Anderstrom points to big expansion in the works in three of the state’s biggest existing life sciences campuses, 4front and University Enterprise Labs in the Twin Cities and Discovery Square in Rochester near the Mayo Clinic, as well some in-the-works plans for adding more biomanufacturing capacity. A new entity formed from existing local firms, Scale Ready, will focus on cell and gene therapy.
“2021 saw a record level investment across the nation in life sciences, and now it’s finally coming to us in flyover country,” he said.
The Mile High City is quickly shedding the emerging label, as its rapid growth in recent years has positioned it as a potential leading hub for life sciences investment.

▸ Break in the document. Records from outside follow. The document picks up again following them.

//! [`CatalogStore`] backed by Postgres.

use bazaar_core::{
    CatalogStore, ImportJob, LocalProduct, NewLocalProduct, ProductImage, RemoteCatalogItem,
    RemoteVariant, StoreError, StoredCatalogItem, StoredVariant,
};
use sqlx::PgPool;

use crate::{catalog_items, import_jobs, local_products};

/// Thin adapter from the query functions in this crate to [`CatalogStore`].
#[derive(Debug, Clone)]
pub struct PgCatalogStore {
    pool: PgPool,
}

impl PgCatalogStore {
    #[must_use]
    pub fn new(pool: PgPool) -> Self {
        Self { pool }
    }

    #[must_use]
    pub fn pool(&self) -> &PgPool {
        &self.pool
    }
}

impl CatalogStore for PgCatalogStore {
    async fn upsert_stored_item(
        &self,
        item: &RemoteCatalogItem,
    ) -> Result<StoredCatalogItem, StoreError> {
        Ok(catalog_items::upsert_stored_item(&self.pool, item).await?)
    }

    async fn upsert_stored_variant(
        &self,
        stored_item_id: i64,
        variant: &RemoteVariant,
    ) -> Result<StoredVariant, StoreError> {
        Ok(catalog_items::upsert_stored_variant(&self.pool, stored_item_id, variant).await?)
    }

    async fn get_stored_item(
        &self,
        external_id: &str,
    ) -> Result<Option<StoredCatalogItem>, StoreError> {
        Ok(catalog_items::get_stored_item_by_external_id(&self.pool, external_id).await?)
    }

    async fn list_stored_variants(
        &self,
        stored_item_id: i64,
    ) -> Result<Vec<StoredVariant>, StoreError> {
        Ok(catalog_items::list_stored_variants(&self.pool, stored_item_id).await?)
    }

    async fn count_stored_items(&self) -> Result<i64, StoreError> {
        Ok(catalog_items::count_stored_items(&self.pool).await?)
    }

    async fn mark_stored_item_imported(
        &self,
        stored_item_id: i64,
        local_product_id: i64,
    ) -> Result<(), StoreError> {
        Ok(
            catalog_items::mark_stored_item_imported(&self.pool, stored_item_id, local_product_id)
                .await?,
        )
    }

    async fn mark_stored_item_failed(&self, stored_item_id: i64) -> Result<(), StoreError> {
        Ok(catalog_items::mark_stored_item_failed(&self.pool, stored_item_id).await?)
    }

    async fn insert_local_product(
        &self,
        product: &NewLocalProduct,
    ) -> Result<LocalProduct, StoreError> {
        Ok(local_products::insert_local_product(&self.pool, product).await?)
    }

    async fn get_local_product(&self, id: i64) -> Result<Option<LocalProduct>, StoreError> {
        Ok(local_products::get_local_product(&self.pool, id).await?)
    }

    async fn delete_local_product(&self, id: i64) -> Result<(), StoreError> {
        Ok(local_products::delete_local_product(&self.pool, id).await?)
    }

    async fn insert_product_image(
        &self,
        product_id: i64,
        url: &str,
        position: i32,
    ) -> Result<ProductImage, StoreError> {
        Ok(local_products::insert_product_image(&self.pool, product_id, url, position).await?)
    }

    async fn list_product_images(&self, product_id: i64) -> Result<Vec<ProductImage>, StoreError> {
        Ok(local_products::list_product_images(&self.pool, product_id).await?)
    }

    async fn create_import_job(&self, total: i32) -> Result<ImportJob, StoreError> {
        Ok(import_jobs::create_import_job(&self.pool, total).await?)
    }

    async fn update_import_job(&self, job: &ImportJob) -> Result<(), StoreError> {
        Ok(import_jobs::update_import_job(&self.pool, job).await?)
    }

    async fn get_import_job(&self, id: i64) -> Result<Option<ImportJob>, StoreError> {
        Ok(import_jobs::get_import_job(&self.pool, id).await?)
    }

    async fn list_import_jobs(&self, limit: i64) -> Result<Vec<ImportJob>, StoreError> {
        Ok(import_jobs::list_import_jobs(&self.pool, limit).await?)
    }
}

The area around Denver has become the 10th-largest life sciences market in the nation in terms of total lab square footage, per CBRE Executive Vice President David Saab, and raised a record $704M in Q1 2021.
The neighboring Fitzsimmons Innovation Community — a former Air Force base-turned-biotech center expected to finish its build-out at the end of 2022 — and the University of Colorado Anschutz Medical Campus together represent one of the largest combined bioscience developments in the nation, home to over 80 startups with 125 acres of space still open to future development.
Employment has grown 80% since 2001, and a recent Cushman & Wakefield report pointed to further growth opportunities in Boulder and the Novartis campus in Longmont. Like many emerging life sciences markets, the need for increased VC investment has been cited as a barrier to more growth.
While lab space and innovation centers tend to get the bulk of press attention when it comes to life sciences real estate, the nation is struggling with a shortage of biomanufacturing spaces. And few states offer as much potential, and existing infrastructure, for expansion as Indiana.
Indiana as a whole has a remarkably diverse biotech industry, including leading firms such as Eli Lilly & Co., Anthem and Roche Diagnostics, as well as an expanding biomanufacturing sector bolstered by extensive local investment in talent. In the town of Fishers, in northwest Indianapolis, roughly $1B in new investment was announced in the last year, including announcements of new facilities from List Biotherapeutics Stevanato and INCOG Biopharma Services. Last year also saw extensive investment in cell and gene therapy manufacturing sites.